The present invention relates to a negative feedback amplifier of a Cartesian loop system arranged to compensate (or correct) nonlinear distortion of a power amplifier for amplifying an orthogonally modulated signal of a transmitter and a transmitter itself, and more particularly to a method of compensating or correcting a phase error and an amplitude error of a quadrature demodulator to be used for the feedback loop.
The Cartesian loop negative feedback amplifier is an amplifier arranged to realize a negative feedback with signals orthogonal to each other. This amplifier is used as a digital radio communication having adopted a linear modulating system such as a π/4 shift QPSK modulating system or a hexadecimal QAM modulating system, specifically, as a power amplifier for compensating for nonlinear distortion of a transmitter in a narrow band digital ratio communication system. This sort of negative feedback amplifier is arranged to have a quadrature modulator and a quadrature demodulator, the electric performances of which modulator and demodulator, in particular, of the latter is likely to determine the overall performance of the transmitter.
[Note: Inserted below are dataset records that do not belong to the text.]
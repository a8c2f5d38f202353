use anyhow::Context;
use clap::Parser;
use serde::Deserialize;
use std::path::PathBuf;
use std::time::Duration;
use tokio::sync::mpsc;
use tokio::time::{interval, MissedTickBehavior};
use tracing::{info, warn};
use tracing_subscriber::{fmt, EnvFilter};

use agentsim_common::models::post::validate_drafts;
use agentsim_common::models::workflow::{create_empty_drafts, expand_cross_posts};
use agentsim_common::models::{ContentSource, Platform, PostDraft, WorkflowConfig, WorkflowType};
use agentsim_core::eventbus::SimEvent;
use agentsim_core::{Roster, SimulationConfig, SimulationRun};

mod render;

#[derive(Parser, Debug, Clone)]
#[command(name = "agentsim")]
#[command(author, version, about = "Simulated social-media agent: publishes drafts, tracks engagement, answers DMs")]
struct Args {
    /// JSON file with `{ "config": WorkflowConfig, "posts": [PostDraft] }`.
    /// When `posts` is missing, drafts are generated from the config.
    #[arg(long)]
    input: Option<PathBuf>,

    /// JSON file overriding the simulation timings and probabilities.
    #[arg(long)]
    sim_config: Option<PathBuf>,

    /// JSON file replacing the built-in counterpart/opener/reply tables.
    #[arg(long)]
    roster: Option<PathBuf>,

    /// Seed for reproducible runs. Falls back to AGENTSIM_SEED, then OS entropy.
    #[arg(long)]
    seed: Option<u64>,

    /// Stop after this many seconds; 0 runs until Ctrl-C.
    #[arg(long, default_value = "30")]
    duration_secs: u64,

    /// How often the feed/inbox dashboard is printed.
    #[arg(long, default_value = "5000")]
    render_interval_ms: u64,

    /// Platforms to publish on when no input file is given.
    #[arg(long, value_delimiter = ',', default_value = "instagram")]
    platforms: Vec<Platform>,

    /// Number of drafts to plan when no input file is given.
    #[arg(long, default_value = "3")]
    post_count: u32,

    #[arg(long, default_value = "Corner Cafe")]
    business_name: String,

    /// Topics assigned to generated drafts, cycled in order.
    #[arg(long, value_delimiter = ',')]
    topics: Vec<String>,

    /// Platform shown in the dashboard; defaults to the first one with posts.
    #[arg(long)]
    view: Option<Platform>,
}

#[derive(Debug, Deserialize)]
struct RunInput {
    config: WorkflowConfig,
    #[serde(default)]
    posts: Option<Vec<PostDraft>>,
}

const DEFAULT_TOPICS: [&str; 4] = [
    "Morning specials",
    "Behind the scenes",
    "Customer spotlight",
    "Weekend event",
];

fn init_tracing() -> anyhow::Result<()> {
    let filter = EnvFilter::from_default_env().add_directive("agentsim=info".parse()?);
    let sub = fmt().with_env_filter(filter).finish();
    tracing::subscriber::set_global_default(sub).context("failed to set global subscriber")?;
    Ok(())
}

#[tokio::main]
async fn main() -> anyhow::Result<()> {
    dotenv::dotenv().ok();
    init_tracing()?;
    let args = Args::parse();

    let config = match &args.sim_config {
        Some(path) => SimulationConfig::from_json_file(path)
            .with_context(|| format!("loading simulation config {}", path.display()))?,
        None => SimulationConfig::default(),
    };
    let roster = match &args.roster {
        Some(path) => Roster::from_json_file(path)
            .with_context(|| format!("loading roster {}", path.display()))?,
        None => Roster::default(),
    };
    let posts = load_posts(&args)?;
    let seed = args.seed.or_else(seed_from_env);

    info!(
        "agentsim starting: {} draft(s), seed={:?}, duration={}s",
        posts.len(),
        seed,
        args.duration_secs
    );

    let run = SimulationRun::start(posts, &config, roster, seed)?;
    if let Some(platform) = args.view {
        if !run.set_active_platform(platform).await {
            warn!("No drafts on {}; keeping the default view.", platform);
        }
    }

    let events = run.event_bus().subscribe(None).await;
    let printer = tokio::spawn(print_terminal(events));

    supervise(&run, &args).await;

    let final_snapshot = run.stop().await;
    let _ = printer.await;

    println!();
    println!("{}", render::header(&final_snapshot));
    info!("agentsim finished.");
    Ok(())
}

/// Prints the dashboard periodically until Ctrl-C or the configured duration.
async fn supervise(run: &SimulationRun, args: &Args) {
    let mut render_tick = interval(Duration::from_millis(args.render_interval_ms.max(1)));
    render_tick.set_missed_tick_behavior(MissedTickBehavior::Skip);
    // The first tick completes immediately; nothing to show yet.
    render_tick.tick().await;

    let deadline = async {
        if args.duration_secs == 0 {
            std::future::pending::<()>().await;
        } else {
            tokio::time::sleep(Duration::from_secs(args.duration_secs)).await;
        }
    };
    tokio::pin!(deadline);

    loop {
        tokio::select! {
            res = tokio::signal::ctrl_c() => {
                if let Err(e) = res {
                    warn!("Ctrl-C handler failed: {:?}", e);
                }
                info!("Ctrl-C received; stopping run {}.", run.run_id());
                break;
            }
            _ = &mut deadline => {
                info!("Duration elapsed; stopping run {}.", run.run_id());
                break;
            }
            _ = render_tick.tick() => {
                let snapshot = run.snapshot().await;
                let feed = run.feed(snapshot.active_platform).await;
                println!("\n{}\n", render::dashboard(&snapshot, &feed));
            }
        }
    }
}

async fn print_terminal(mut rx: mpsc::Receiver<SimEvent>) {
    while let Some(event) = rx.recv().await {
        match event {
            SimEvent::LogAppended(entry) => println!("{}", render::log_line(&entry)),
            SimEvent::RunStopped => break,
            _ => {}
        }
    }
}

fn seed_from_env() -> Option<u64> {
    let raw = std::env::var("AGENTSIM_SEED").ok()?;
    match raw.trim().parse() {
        Ok(seed) => Some(seed),
        Err(_) => {
            warn!("Ignoring AGENTSIM_SEED={:?}: not an unsigned integer.", raw);
            None
        }
    }
}

fn load_posts(args: &Args) -> anyhow::Result<Vec<PostDraft>> {
    let (workflow, posts) = match &args.input {
        Some(path) => {
            let raw = std::fs::read_to_string(path)
                .with_context(|| format!("reading input {}", path.display()))?;
            let input: RunInput = serde_json::from_str(&raw)
                .with_context(|| format!("parsing input {}", path.display()))?;
            (input.config, input.posts)
        }
        None => (
            WorkflowConfig {
                workflow_type: WorkflowType::PlanPosts,
                post_count: args.post_count,
                platforms: args.platforms.clone(),
                content_source: ContentSource::AiGenerated,
                business_name: args.business_name.clone(),
                business_description: String::new(),
            },
            None,
        ),
    };
    workflow.validate()?;

    let posts = match posts {
        Some(posts) => posts,
        None => {
            let mut drafts = create_empty_drafts(&workflow);
            fill_topics(&mut drafts, &args.topics, &workflow.business_name);
            expand_cross_posts(&workflow, drafts)
        }
    };
    validate_drafts(&posts)?;
    Ok(posts)
}

fn fill_topics(drafts: &mut [PostDraft], topics: &[String], business_name: &str) {
    for (i, draft) in drafts.iter_mut().enumerate() {
        draft.topic = match topics.get(i % topics.len().max(1)) {
            Some(topic) => topic.clone(),
            None => format!("{}: {}", business_name, DEFAULT_TOPICS[i % DEFAULT_TOPICS.len()]),
        };
    }
}

#[cfg(test)]
mod tests {
    use super::*;

    #[test]
    fn test_fill_topics_cycles_user_topics() {
        let mut drafts: Vec<PostDraft> =
            (1..=3).map(|id| PostDraft::new(id, Platform::Threads, "")).collect();
        fill_topics(&mut drafts, &["A".to_string(), "B".to_string()], "Shop");
        let topics: Vec<&str> = drafts.iter().map(|d| d.topic.as_str()).collect();
        assert_eq!(topics, vec!["A", "B", "A"]);
    }

    #[test]
    fn test_fill_topics_falls_back_to_business_name() {
        let mut drafts = vec![PostDraft::new(1, Platform::Threads, "")];
        fill_topics(&mut drafts, &[], "Shop");
        assert_eq!(drafts[0].topic, "Shop: Morning specials");
    }

    #[test]
    fn test_run_input_without_posts() {
        let raw = r#"{ "config": { "postCount": 2, "platforms": ["Instagram", "Tiktok"] } }"#;
        let input: RunInput = serde_json::from_str(raw).unwrap();
        assert!(input.posts.is_none());
        assert_eq!(input.config.post_count, 2);
        assert_eq!(input.config.platforms, vec![Platform::Instagram, Platform::Tiktok]);
    }

    #[test]
    fn test_args_parse_platform_list() {
        let args = Args::parse_from(["agentsim", "--platforms", "instagram,tiktok", "--seed", "7"]);
        assert_eq!(args.platforms, vec![Platform::Instagram, Platform::Tiktok]);
        assert_eq!(args.seed, Some(7));
        assert_eq!(args.duration_secs, 30);
    }
}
Hence, when designing the negative feedback amplifier, high-precision circuit components have been conventionally used therefor. For example, refer to the thesis: “A Digital Cellular Equipment with Linear Modulation”, Shimazaki et. al, Transactions of Spring National Convention Record of IEICE (The Institute of Electronics, Information and Communication Engineers) in 1989, B-815. Later, the prior art will be described with reference to FIGS. 9 and 10.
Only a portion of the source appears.